Frage an Emmi Zeulner von Andreas G. bezüglich Finanzen
Sehr geehrte Frau Zeulner,
Mit dem am 10. Januar 2020 veröffentlichten Beschluss hat das BVerfG entschieden, dass die Regelungen in § 9 Abs. 6 EStG zur steuerlichen Behandlung von Kosten der Erstausbildung (noch) verfassungsgemäß sind. Nach § 9 Abs. 6 EStG werden Aufwendungen für eine Erstausbildung (soweit nicht im Rahmen eines Dienstverhältnisses stattfindet) dem privaten Bereich zugeordnet. Diese Aufwendung sind nach § 9 Abs. 6 EStG nicht als Werbungskosten sondern nur als Sonderausgaben anzusetzen. Werbungskosten können zu negativen Einkünften und damit zu einem Verlustvortrag nach § 10d EStG führen. Über den Sonderausgabenabzug kann kein Verlustvortrag erreicht werden. Diese Regelung soll nach dem Willen des Gesetzgebers verhindern, das ein „Verlustvortragspolster“ aufgebaut wird, welches dann mit späteren steuerpflichtigen Einkünften verrechnet werden kann.

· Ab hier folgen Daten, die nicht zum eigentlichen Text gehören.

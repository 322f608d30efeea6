//! Generate command implementation
//!
//! Loads a track list, generates a reproducible batch, validates it and
//! optionally writes the batch file.

use std::path::Path;
use std::process::ExitCode;

use anyhow::Result;
use colored::Colorize;
use tracing::info;
use tunelotto_engine::{
    check_pool, generate_tickets_seeded, missed_tracks, validate_tickets, Track,
    ValidationSummary,
};

use super::json_output::{
    error_codes, print_json, CommandError, GenerateOutput, GenerateResult, JsonError,
};
use crate::batch::TicketBatch;
use crate::input::{load_config, load_tracks};
use crate::render::{format_missed, render_ticket, render_track_names};

/// Options for the generate command.
#[derive(Debug, Clone, Default)]
pub struct GenerateOptions {
    /// Track list path (`-` for stdin)
    pub input: String,
    /// Number of tickets
    pub count: usize,
    /// Seed; a random one is drawn when absent
    pub seed: Option<u32>,
    /// Generator config path
    pub config: Option<String>,
    /// Batch output path
    pub output: Option<String>,
    /// Generate from a pool with fewer than 90 tracks
    pub allow_partial: bool,
}

/// A generated and validated batch.
#[derive(Debug)]
pub struct Generated {
    pub batch: TicketBatch,
    pub summary: ValidationSummary,
    pub missed: Vec<Track>,
}

/// Run the generate command
///
/// # Returns
/// Exit code: 0 if every ticket is valid, 1 otherwise
pub fn run(options: &GenerateOptions, json_output: bool) -> Result<ExitCode> {
    if json_output {
        run_json(options)
    } else {
        run_human(options)
    }
}

/// Loads input, generates the batch and writes it if requested.
pub fn generate(options: &GenerateOptions) -> Result<Generated, CommandError> {
    let tracks = load_tracks(&options.input)?;

    let pool = check_pool(&tracks);
    if !pool.is_ready() && !options.allow_partial {
        return Err(CommandError::new(
            error_codes::POOL_NOT_READY,
            format!("{} (use --allow-partial to generate anyway)", pool.status),
        ));
    }

    let config = load_config(options.config.as_deref())?;
    let seed = options.seed.unwrap_or_else(rand::random);

    let tickets = generate_tickets_seeded(&tracks, options.count, seed, &config);
    let summary = validate_tickets(&tickets);
    let missed: Vec<Track> = missed_tracks(&tracks, &tickets)
        .into_iter()
        .cloned()
        .collect();
    info!(
        seed,
        tickets = tickets.len(),
        invalid = summary.invalid_tickets,
        missed = missed.len(),
        "batch generated"
    );

    let batch = TicketBatch::new(seed, tracks, tickets)?;
    if let Some(path) = &options.output {
        write_batch(&batch, path)?;
    }

    Ok(Generated {
        batch,
        summary,
        missed,
    })
}

fn write_batch(batch: &TicketBatch, path: &str) -> Result<(), CommandError> {
    let json = serde_json::to_string_pretty(batch)?;
    std::fs::write(Path::new(path), json).map_err(|e| {
        CommandError::new(
            error_codes::FILE_WRITE,
            format!("failed to write batch '{}': {}", path, e),
        )
    })
}

/// Renders every ticket as a grid followed by its track names.
pub fn render_tickets(batch: &TicketBatch) -> String {
    batch
        .tickets
        .iter()
        .map(|ticket| format!("{}{}\n\n", render_ticket(ticket), render_track_names(ticket)))
        .collect()
}

/// Run generate with human-readable (colored) output
fn run_human(options: &GenerateOptions) -> Result<ExitCode> {
    println!("{} {}", "Tracks:".cyan().bold(), options.input);

    let Generated {
        batch,
        summary,
        missed,
    } = generate(options)?;

    println!("{} {}", "Seed:".dimmed(), batch.seed);
    println!("{} {}", "Hash:".dimmed(), &batch.batch_hash[..16]);
    println!();

    print!("{}", render_tickets(&batch));

    for result in &summary.invalid_details {
        for message in result.errors.messages() {
            println!("  {} {}: {}", "x".red(), result.ticket_id, message);
        }
    }

    let missed_refs: Vec<&Track> = missed.iter().collect();
    println!("{} {}", "Missed tracks:".dimmed(), format_missed(&missed_refs));
    if let Some(path) = &options.output {
        println!("{} {}", "Written:".dimmed(), path);
    }

    if summary.is_ok() {
        println!(
            "\n{} {} ticket(s) generated, all valid",
            "SUCCESS".green().bold(),
            summary.total_tickets
        );
        Ok(ExitCode::SUCCESS)
    } else {
        println!(
            "\n{} {} of {} ticket(s) invalid",
            "FAILED".red().bold(),
            summary.invalid_tickets,
            summary.total_tickets
        );
        Ok(ExitCode::from(1))
    }
}

/// Run generate with machine-readable JSON output
fn run_json(options: &GenerateOptions) -> Result<ExitCode> {
    let output = match generate(options) {
        Ok(Generated {
            batch,
            summary,
            missed,
        }) => GenerateOutput::finished(GenerateResult {
            seed: batch.seed,
            batch_hash: batch.batch_hash,
            summary,
            missed_tracks: missed,
            output_path: options.output.clone(),
            tickets: options.output.is_none().then_some(batch.tickets),
        }),
        Err(err) => GenerateOutput::failure(vec![JsonError::from(err)]),
    };

    print_json(&output)?;
    Ok(if output.success {
        ExitCode::SUCCESS
    } else {
        ExitCode::from(1)
    })
}

#[cfg(test)]
mod tests {
    use super::*;
    use pretty_assertions::assert_eq;

    fn write_tracks(dir: &Path, count: usize) -> String {
        let path = dir.join("tracks.txt");
        let raw: String = (1..=count).map(|i| format!("Song {}\n", i)).collect();
        std::fs::write(&path, raw).unwrap();
        path.to_string_lossy().into_owned()
    }

    #[test]
    fn test_generate_writes_batch() {
        let tmp = tempfile::tempdir().unwrap();
        let output = tmp.path().join("batch.json");
        let options = GenerateOptions {
            input: write_tracks(tmp.path(), 90),
            count: 10,
            seed: Some(42),
            output: Some(output.to_string_lossy().into_owned()),
            ..Default::default()
        };

        let generated = generate(&options).unwrap();
        assert_eq!(generated.batch.tickets.len(), 10);
        assert_eq!(generated.batch.seed, 42);
        assert!(generated.summary.is_ok());

        let written: TicketBatch =
            serde_json::from_str(&std::fs::read_to_string(&output).unwrap()).unwrap();
        assert_eq!(written, generated.batch);
    }

    #[test]
    fn test_generate_is_reproducible() {
        let tmp = tempfile::tempdir().unwrap();
        let options = GenerateOptions {
            input: write_tracks(tmp.path(), 90),
            count: 4,
            seed: Some(7),
            ..Default::default()
        };
        let a = generate(&options).unwrap();
        let b = generate(&options).unwrap();
        assert_eq!(a.batch.batch_hash, b.batch.batch_hash);
    }

    #[test]
    fn test_generate_refuses_partial_pool() {
        let tmp = tempfile::tempdir().unwrap();
        let options = GenerateOptions {
            input: write_tracks(tmp.path(), 30),
            count: 2,
            seed: Some(1),
            ..Default::default()
        };
        let err = generate(&options).unwrap_err();
        assert_eq!(err.code, error_codes::POOL_NOT_READY);
        assert!(err.message.contains("30/90"));
    }

    #[test]
    fn test_generate_allows_partial_pool() {
        let tmp = tempfile::tempdir().unwrap();
        let options = GenerateOptions {
            input: write_tracks(tmp.path(), 30),
            count: 2,
            seed: Some(1),
            allow_partial: true,
            ..Default::default()
        };
        let generated = generate(&options).unwrap();
        assert_eq!(generated.batch.tickets.len(), 2);
        assert_eq!(generated.batch.tracks.len(), 30);
        assert!(generated.summary.invalid_tickets > 0);
    }

    #[test]
    fn test_generate_rejects_bad_config() {
        let tmp = tempfile::tempdir().unwrap();
        let config = tmp.path().join("config.json");
        std::fs::write(&config, r#"{"max_attempts": 0}"#).unwrap();
        let options = GenerateOptions {
            input: write_tracks(tmp.path(), 90),
            count: 1,
            config: Some(config.to_string_lossy().into_owned()),
            ..Default::default()
        };
        let err = generate(&options).unwrap_err();
        assert_eq!(err.code, error_codes::INVALID_CONFIG);
        assert!(err.message.contains("max_attempts"));
    }

    #[test]
    fn test_render_tickets_lists_track_names() {
        let tmp = tempfile::tempdir().unwrap();
        let options = GenerateOptions {
            input: write_tracks(tmp.path(), 90),
            count: 2,
            seed: Some(3),
            ..Default::default()
        };
        let generated = generate(&options).unwrap();
        let text = render_tickets(&generated.batch);

        assert!(text.contains("TICKET-0001\n+----+"));
        assert!(text.contains("TICKET-0002\n+----+"));
        for track in generated.batch.tickets[1]
            .filled_cells()
            .filter_map(|cell| cell.track.as_ref())
        {
            assert!(text.contains(&format!("{:>3}  {}", track.id, track.name)));
        }
    }

    #[test]
    fn test_generate_missing_input() {
        let options = GenerateOptions {
            input: "/nonexistent/tracks.txt".to_string(),
            count: 1,
            ..Default::default()
        };
        let err = generate(&options).unwrap_err();
        assert_eq!(err.code, error_codes::FILE_READ);
    }
}
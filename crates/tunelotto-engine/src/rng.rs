//! Seeded random number generation.
//!
//! Every randomized engine function takes `&mut R where R: Rng + ?Sized`, so
//! callers may pass any generator. [`create_rng`] gives the PCG32 stream used
//! for reproducible batches: the same seed, pool, count and config always
//! produce the same tickets.

use rand::SeedableRng;
use rand_pcg::Pcg32;

/// Creates a deterministic RNG from a seed.
pub fn create_rng(seed: u32) -> Pcg32 {
    Pcg32::seed_from_u64(seed as u64)
}

/// Derives an independent seed for a labelled sub-stream.
///
/// ```text
/// derived = truncate_u32(BLAKE3(base_seed || label))
/// ```
pub fn derive_seed(base_seed: u32, label: &str) -> u32 {
    let mut input = Vec::with_capacity(4 + label.len());
    input.extend_from_slice(&base_seed.to_le_bytes());
    input.extend_from_slice(label.as_bytes());

    let hash = blake3::hash(&input);
    let mut bytes = [0u8; 4];
    bytes.copy_from_slice(&hash.as_bytes()[0..4]);
    u32::from_le_bytes(bytes)
}

#[cfg(test)]
mod tests {
    use super::*;
    use rand::Rng;

    #[test]
    fn test_create_rng_deterministic() {
        let mut a = create_rng(7);
        let mut b = create_rng(7);
        for _ in 0..8 {
            assert_eq!(a.gen::<u32>(), b.gen::<u32>());
        }
    }

    #[test]
    fn test_derive_seed() {
        let repair = derive_seed(42, "repair");
        assert_eq!(derive_seed(42, "repair"), repair);
        assert_ne!(derive_seed(42, "tickets"), repair);
        assert_ne!(derive_seed(43, "repair"), repair);
    }
}
//! TuneLotto CLI library.
//!
//! This crate provides the core functionality for the `tunelotto` binary:
//! input loading, the ticket batch file format, grid rendering and the
//! `generate`, `validate` and `check` commands.

pub mod batch;
pub mod commands;
pub mod input;
pub mod render;
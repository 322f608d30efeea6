//! JSON output types for machine-readable CLI output.
//!
//! Every command prints exactly one of these objects to stdout when `--json`
//! is given.

use serde::{Deserialize, Serialize};
use thiserror::Error;
use tunelotto_engine::{PoolCheck, Ticket, Track, ValidationSummary};

use crate::input::InputError;

/// Error codes for CLI operations.
///
/// These codes are stable and can be used for programmatic error handling.
/// Config problems pass through as `CONFIG_XXX` in the message.
pub mod error_codes {
    /// File or stdin could not be read
    pub const FILE_READ: &str = "CLI_001";
    /// JSON parse error
    pub const JSON_PARSE: &str = "CLI_002";
    /// Config file rejected
    pub const INVALID_CONFIG: &str = "CLI_003";
    /// Track pool is not complete
    pub const POOL_NOT_READY: &str = "CLI_004";
    /// JSON serialization error
    pub const JSON_SERIALIZE: &str = "CLI_005";
    /// Output file could not be written
    pub const FILE_WRITE: &str = "CLI_006";
    /// Batch file format is newer than this build
    pub const UNSUPPORTED_FORMAT: &str = "CLI_007";
    /// Stored batch hash does not match the tickets
    pub const HASH_MISMATCH: &str = "CLI_008";
    /// One or more tickets failed validation
    pub const INVALID_TICKETS: &str = "CLI_009";
}

/// A command failure with a stable code.
#[derive(Debug, Clone, Error, PartialEq, Eq)]
#[error("{message}")]
pub struct CommandError {
    pub code: &'static str,
    pub message: String,
}

impl CommandError {
    pub fn new(code: &'static str, message: impl Into<String>) -> Self {
        Self {
            code,
            message: message.into(),
        }
    }
}

impl From<InputError> for CommandError {
    fn from(err: InputError) -> Self {
        Self::new(err.code(), err.to_string())
    }
}

impl From<serde_json::Error> for CommandError {
    fn from(err: serde_json::Error) -> Self {
        Self::new(error_codes::JSON_SERIALIZE, err.to_string())
    }
}

/// A structured error in JSON output.
#[derive(Debug, Clone, Serialize, Deserialize, PartialEq, Eq)]
pub struct JsonError {
    /// Stable error code (e.g., "CLI_001")
    pub code: String,
    /// Human-readable error message
    pub message: String,
    /// Ticket the error refers to (if applicable)
    #[serde(skip_serializing_if = "Option::is_none")]
    pub ticket_id: Option<String>,
}

impl JsonError {
    /// Creates a new error with code and message.
    pub fn new(code: impl Into<String>, message: impl Into<String>) -> Self {
        Self {
            code: code.into(),
            message: message.into(),
            ticket_id: None,
        }
    }

    /// Sets the ticket this error refers to.
    pub fn with_ticket(mut self, ticket_id: impl Into<String>) -> Self {
        self.ticket_id = Some(ticket_id.into());
        self
    }
}

impl From<CommandError> for JsonError {
    fn from(err: CommandError) -> Self {
        Self::new(err.code, err.message)
    }
}

/// Converts failing tickets of a summary into JSON errors, one per message.
pub fn summary_to_json_errors(summary: &ValidationSummary) -> Vec<JsonError> {
    summary
        .invalid_details
        .iter()
        .flat_map(|result| {
            result.errors.messages().into_iter().map(move |message| {
                JsonError::new(error_codes::INVALID_TICKETS, message)
                    .with_ticket(result.ticket_id.clone())
            })
        })
        .collect()
}

/// JSON output for the `generate` command.
#[derive(Debug, Clone, Serialize, Deserialize)]
pub struct GenerateOutput {
    /// Whether every ticket passed validation
    pub success: bool,
    /// Errors encountered
    pub errors: Vec<JsonError>,
    /// Generation details (when tickets were produced)
    #[serde(skip_serializing_if = "Option::is_none")]
    pub result: Option<GenerateResult>,
}

/// Generation details.
#[derive(Debug, Clone, Serialize, Deserialize)]
pub struct GenerateResult {
    /// Seed used for the batch
    pub seed: u32,
    /// BLAKE3 hash of the tickets
    pub batch_hash: String,
    /// Validation of the generated tickets
    pub summary: ValidationSummary,
    /// Tracks on no ticket
    pub missed_tracks: Vec<Track>,
    /// Path the batch was written to
    #[serde(skip_serializing_if = "Option::is_none")]
    pub output_path: Option<String>,
    /// The tickets, when no output file was written
    #[serde(skip_serializing_if = "Option::is_none")]
    pub tickets: Option<Vec<Ticket>>,
}

impl GenerateOutput {
    /// Creates an output for a finished batch.
    pub fn finished(result: GenerateResult) -> Self {
        let errors = summary_to_json_errors(&result.summary);
        Self {
            success: errors.is_empty(),
            errors,
            result: Some(result),
        }
    }

    /// Creates a failed output.
    pub fn failure(errors: Vec<JsonError>) -> Self {
        Self {
            success: false,
            errors,
            result: None,
        }
    }
}

/// JSON output for the `validate` command.
#[derive(Debug, Clone, Serialize, Deserialize)]
pub struct ValidateOutput {
    /// Whether all tickets are valid and the hash matches
    pub success: bool,
    /// Errors encountered
    pub errors: Vec<JsonError>,
    /// Validation details (when the batch could be read)
    #[serde(skip_serializing_if = "Option::is_none")]
    pub result: Option<ValidateResult>,
}

/// Validation details.
#[derive(Debug, Clone, Serialize, Deserialize)]
pub struct ValidateResult {
    /// Seed recorded in the batch
    pub seed: u32,
    /// Hash recorded in the batch
    pub batch_hash: String,
    /// Whether the recorded hash matches the tickets
    pub hash_matches: bool,
    /// Ticket validation
    pub summary: ValidationSummary,
    /// Tracks on no ticket
    pub missed_tracks: Vec<Track>,
}

impl ValidateOutput {
    /// Creates an output for a checked batch.
    pub fn checked(result: ValidateResult) -> Self {
        let mut errors = summary_to_json_errors(&result.summary);
        if !result.hash_matches {
            errors.push(JsonError::new(
                error_codes::HASH_MISMATCH,
                "batch hash does not match the tickets",
            ));
        }
        Self {
            success: errors.is_empty(),
            errors,
            result: Some(result),
        }
    }

    /// Creates a failed output.
    pub fn failure(errors: Vec<JsonError>) -> Self {
        Self {
            success: false,
            errors,
            result: None,
        }
    }
}

/// JSON output for the `check` command.
#[derive(Debug, Clone, Serialize, Deserialize)]
pub struct CheckOutput {
    /// Whether the pool is ready
    pub success: bool,
    /// Errors encountered
    pub errors: Vec<JsonError>,
    /// Pool readiness (when the input could be read)
    #[serde(skip_serializing_if = "Option::is_none")]
    pub result: Option<PoolCheck>,
}

impl CheckOutput {
    /// Creates an output for a checked pool.
    pub fn checked(pool: PoolCheck) -> Self {
        let errors = if pool.is_ready() {
            Vec::new()
        } else {
            vec![JsonError::new(
                error_codes::POOL_NOT_READY,
                pool.status.to_string(),
            )]
        };
        Self {
            success: errors.is_empty(),
            errors,
            result: Some(pool),
        }
    }

    /// Creates a failed output.
    pub fn failure(errors: Vec<JsonError>) -> Self {
        Self {
            success: false,
            errors,
            result: None,
        }
    }
}

/// Prints a value as pretty JSON on stdout.
pub fn print_json<T: Serialize>(value: &T) -> anyhow::Result<()> {
    println!("{}", serde_json::to_string_pretty(value)?);
    Ok(())
}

Nach der Urteilsbegründung des BVerG steht es in der Disposition des Gesetzgebers Aufwendungen einer Erstausbildung dem privaten Bereich zuzuordnen oder eben nicht. In Hinblick auf die Bedeutung einer guten und oft auch teuren Ausbildung gerade im internationalen Vergleich ist ggf. der Wille des Gesetzgebers zu überdenken.
Wie z.B. eine hier https://www.destatis.de/DE/Presse/Pressekonferenzen/2019/Bildung/heft_bildungsindikatoren_laendervergleich.pdf?__blob=publicationFile zu findende Studie zeigt, steigt mit einem höheren Bildungsstand auch die Beschäftigungsquote (siehe Seite 42).
Der jetzige Beschluss des BVerfG bietet die Gelegenheit die steuerlichen Behandlung von Erstausbildungskosten zu überdenken.
Es wäre danach zum Beispiel möglich den Verlustabzug vorläufig festzusetzen. Darüber hinaus könnte es eine zeitliche Begrenzung des Verlustabzuges geben (z.B. Wegfall wenn eine Verrechnung mit positiven Einkünften innerhalb von fünf Jahren nach Beginn der Erstausbildung).
Würden Sie sich als Bundestagsabgeordnete für eine neue steuerliche Regelung der Erstausbildungskosten einsetzen?
Sehr geehrter Herr Giebel,
vielen Dank für Ihre Nachricht.
Nach meinem Verständnis hat das Bundesverfassungsgericht die Regelungen im §9 Abs. 6 EStG als verfassungsgemäß bestätigt und zwar im vollen Umfang.
Das Bundesverfassungsgericht hat somit dem Gesetzgeber zugesprochen, die Aufwendungen einer Erstausbildung dem privaten Bereich zuzuordnen oder eben nicht. Es gibt durchaus einige Gründe, die Erstausbildung dem privaten Bereich zuzuordnen. Auch wird die Erstausbildung beim Kindergeld und Ausbildungsfreibetrag berücksichtigt. Für einkommensschwache Studenten gibt es zudem die Möglichkeit der BAFöG-Förderung.
Ich denke daher, dass es bei der steuerlichen Behandlung der Erstausbildung zunächst keiner Anpassung bedarf, vor allem auch wenn man bedenkt, dass z.B. Studenten mit vermögenden Eltern, die ein teures Erststudium finanzieren können, am Ende in den Folgejahren von größeren Steuererleichterungen profitieren würden.